Updates to our Terms of Use

We are updating our Terms of Use. Please carefully review the updated Terms before proceeding to our website.

Monday, April 22, 2024 | Back issues
Courthouse News Service Courthouse News Service

Ninth Circuit orders Forest Service to revisit OK of livestock grazing in Tonto National Forest

The U.S. Forest Service ignored a third alternative to all or nothing —allow grazing except in a particularly sensitive area of the Tonto National Forest that hasn't been grazed in decades.

PHOENIX (CN) — A Ninth Circuit panel on Friday sided with Arizona property owners who accused the U.S. Forest Service of violating the law in approving cattle grazing in the Tonto National Forest.

After 40 years of no grazing on the Colcord/Turkey pasture in a portion of the forest called the Bar X, the Forest Service updated its management plan to open that pasture to grazing, doubling the number of livestock allowed on any given pasture in the Bar X at a time. Neighbors of the Mogollon Rim, an organization of homeowners in the area, claims the grazing will cause permanent destruction of vegetation and damage to both the habitats and food sources of the Mexican spotted owl and the narrow-headed garter snake.

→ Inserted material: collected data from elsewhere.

use clap::Parser;
use std::net::{Ipv4Addr, SocketAddr, SocketAddrV4};

use crate::bus::{bmp280, tsl2561};
use crate::dispatcher::Augmentation;

/// Hub broadcast port listened on by weather-hub clients
pub const DEFAULT_PORT: u16 = 50222;

/// Re-broadcast RF weather station records as hub UDP packets.
///
/// Reads newline-delimited JSON records on standard input.
#[derive(Debug, Clone, Parser)]
#[command(version, about)]
pub struct BridgeConfig {
    /// I2C device node for the local transducers
    #[arg(long, env = "BRIDGE_I2C_DEVICE", default_value = "/dev/i2c-1")]
    pub i2c_device: String,

    /// Read station pressure from a BMP280 on each air record
    #[arg(short, long, env = "BRIDGE_PRESSURE")]
    pub pressure: bool,

    /// BMP280 bus address
    #[arg(long, env = "BRIDGE_PRESSURE_ADDRESS", default_value_t = bmp280::DEFAULT_ADDRESS, value_parser = parse_address)]
    pub pressure_address: u8,

    /// Read illuminance from a TSL2561 on each sky record
    #[arg(short, long, env = "BRIDGE_LIGHT")]
    pub light: bool,

    /// TSL2561 bus address
    #[arg(long, env = "BRIDGE_LIGHT_ADDRESS", default_value_t = tsl2561::DEFAULT_ADDRESS, value_parser = parse_address)]
    pub light_address: u8,

    /// Destination address for packets
    #[arg(long, env = "BRIDGE_BROADCAST_ADDRESS", default_value_t = Ipv4Addr::BROADCAST)]
    pub broadcast_address: Ipv4Addr,

    /// Destination UDP port
    #[arg(long, env = "BRIDGE_PORT", default_value_t = DEFAULT_PORT)]
    pub port: u16,

    /// Log packets instead of sending them
    #[arg(long, env = "BRIDGE_DRY_RUN")]
    pub dry_run: bool,
}

impl BridgeConfig {
    pub fn new() -> Result<Self, Box<dyn std::error::Error>> {
        // Load environment variables
        dotenv::dotenv().ok();

        match BridgeConfig::try_parse() {
            Ok(config) => Ok(config),
            // --help and --version
            Err(e) if !e.use_stderr() => e.exit(),
            Err(e) => Err(e.into()),
        }
    }

    pub fn target(&self) -> SocketAddr {
        SocketAddr::V4(SocketAddrV4::new(self.broadcast_address, self.port))
    }

    pub fn augmentation(&self) -> Augmentation {
        Augmentation {
            pressure: self.pressure,
            light: self.light,
        }
    }
}

/// Accepts `0x76`, `0X76` or plain decimal `118`
fn parse_address(value: &str) -> Result<u8, String> {
    let value = value.trim();
    let parsed = match value
        .strip_prefix("0x")
        .or_else(|| value.strip_prefix("0X"))
    {
        Some(hex) => u8::from_str_radix(hex, 16),
        None => value.parse::<u8>(),
    };
    let address = parsed.map_err(|e| format!("invalid bus address '{}': {}", value, e))?;
    if address > 0x7F {
        return Err(format!("bus address {:#04x} is not a 7-bit address", address));
    }
    Ok(address)
}
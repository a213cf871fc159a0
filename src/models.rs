use serde::Deserialize;

/// Station pressure reported until the pressure transducer delivers a reading
pub const PLACEHOLDER_PRESSURE_HPA: f64 = 998.3;

/// One decoded line from the RF decoder.
///
/// Every member is optional: a missing key means "not in this transmission",
/// which is different from a key that is present with a zero value.
#[derive(Debug, Clone, Default, PartialEq, Deserialize)]
pub struct RecordFields {
    pub sequence_num: Option<i64>,
    pub message_type: Option<i64>,
    pub sensor_id: Option<i64>,
    pub battery: Option<String>,
    #[serde(rename = "temperature_F")]
    pub temperature_f: Option<f64>,
    pub humidity: Option<f64>,
    pub wind_speed_mph: Option<f64>,
    pub wind_dir_deg: Option<f64>,
    pub rainfall_accumulation_inch: Option<f64>,
}

impl RecordFields {
    /// True when none of the recognised keys were present
    pub fn is_empty(&self) -> bool {
        *self == RecordFields::default()
    }
}

/// Map the decoder's battery text onto the two-level score of the hub protocol
pub fn battery_score(battery: &str) -> f64 {
    if battery == "OK" {
        3.0
    } else {
        2.0
    }
}

/// Running temperature/humidity/pressure record
#[derive(Debug, Clone, PartialEq)]
pub struct AirObservation {
    pub sensor_id: i64,
    pub temperature: f64,
    pub humidity: f64,
    pub pressure: f64,
    pub battery: f64,
    pub time: i64,
    pub interval: i64,
}

impl AirObservation {
    pub fn new(now: i64) -> Self {
        AirObservation {
            sensor_id: 0,
            temperature: 0.0,
            humidity: 0.0,
            pressure: PLACEHOLDER_PRESSURE_HPA,
            battery: 0.0,
            time: now,
            interval: 0,
        }
    }
}

/// Running wind/rain/light record
#[derive(Debug, Clone, PartialEq)]
pub struct SkyObservation {
    pub sensor_id: i64,
    pub wind_speed: f64,
    pub gust_speed: f64,
    pub wind_direction: f64,
    pub rainfall: f64,
    pub illuminance: f64,
    /// 0 = none, 1 = rain
    pub precip_type: u8,
    pub battery: f64,
    pub time: i64,
    pub interval: i64,
}

impl SkyObservation {
    pub fn new(now: i64) -> Self {
        SkyObservation {
            sensor_id: 0,
            wind_speed: 0.0,
            gust_speed: 0.0,
            wind_direction: 0.0,
            rainfall: 0.0,
            illuminance: 0.0,
            precip_type: 0,
            battery: 0.0,
            time: now,
            interval: 0,
        }
    }
}

/// The two running records, owned by the main loop and lent to the dispatcher
#[derive(Debug, Clone, PartialEq)]
pub struct Observations {
    pub air: AirObservation,
    pub sky: SkyObservation,
}

impl Observations {
    pub fn new(now: i64) -> Self {
        Observations {
            air: AirObservation::new(now),
            sky: SkyObservation::new(now),
        }
    }
}

#[cfg(test)]
mod tests {
    use super::*;

    #[test]
    fn decodes_only_present_keys() {
        let fields: RecordFields =
            serde_json::from_str(r#"{"message_type":56,"humidity":0,"model":"Acurite-5n1"}"#)
                .unwrap();

        assert_eq!(fields.message_type, Some(56));
        assert_eq!(fields.humidity, Some(0.0));
        assert_eq!(fields.temperature_f, None);
        assert!(!fields.is_empty());
    }

    #[test]
    fn unrecognised_object_is_empty() {
        let fields: RecordFields = serde_json::from_str(r#"{"model":"x","id":3}"#).unwrap();
        assert!(fields.is_empty());
    }

    #[test]
    fn battery_text_maps_to_two_levels() {
        assert_eq!(battery_score("OK"), 3.0);
        assert_eq!(battery_score("LOW"), 2.0);
        assert_eq!(battery_score(""), 2.0);
    }

    #[test]
    fn fresh_records_start_at_process_time() {
        let obs = Observations::new(1_700_000_000);
        assert_eq!(obs.air.time, 1_700_000_000);
        assert_eq!(obs.sky.time, 1_700_000_000);
        assert_eq!(obs.air.pressure, PLACEHOLDER_PRESSURE_HPA);
        assert_eq!(obs.sky.precip_type, 0);
    }
}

It also accuses the Forest Service of violating the National Environmental Policy Act because the Forest Service didn’t consider the proposed alternative that grazing be allowed in all the desired areas except for the Colcord/Turkey pasture. Instead, they claim that the Forest Service only weighed two options — allowing grazing everywhere or allowing grazing nowhere.

Neighbors of the Mogollon Rim sued the Forest Service in 2020, citing violations of the National Environmental Policy Act, the National Forest Management Act and the Endangered Species Act.

U.S. District Judge Douglas Rayes issued summary judgment in favor of the government this past January, deciding the Forest Service complied with the law when it prepared its environmental assessment and found no significant impact. Neighbors of the Mogollon Rim appealed.

A Ninth Circuit panel heard the case in February. Judges encouraged both parties to seek mediation, but by April it was clear that the parties wouldn’t make peace on their own. The case was resubmitted to the panel on Wednesday, and the panel reversed Rayes' order two days later, writing in an unpublished memorandum that the Forest Service should have considered more alternatives than just the proposed action and a “no-grazing” alternative.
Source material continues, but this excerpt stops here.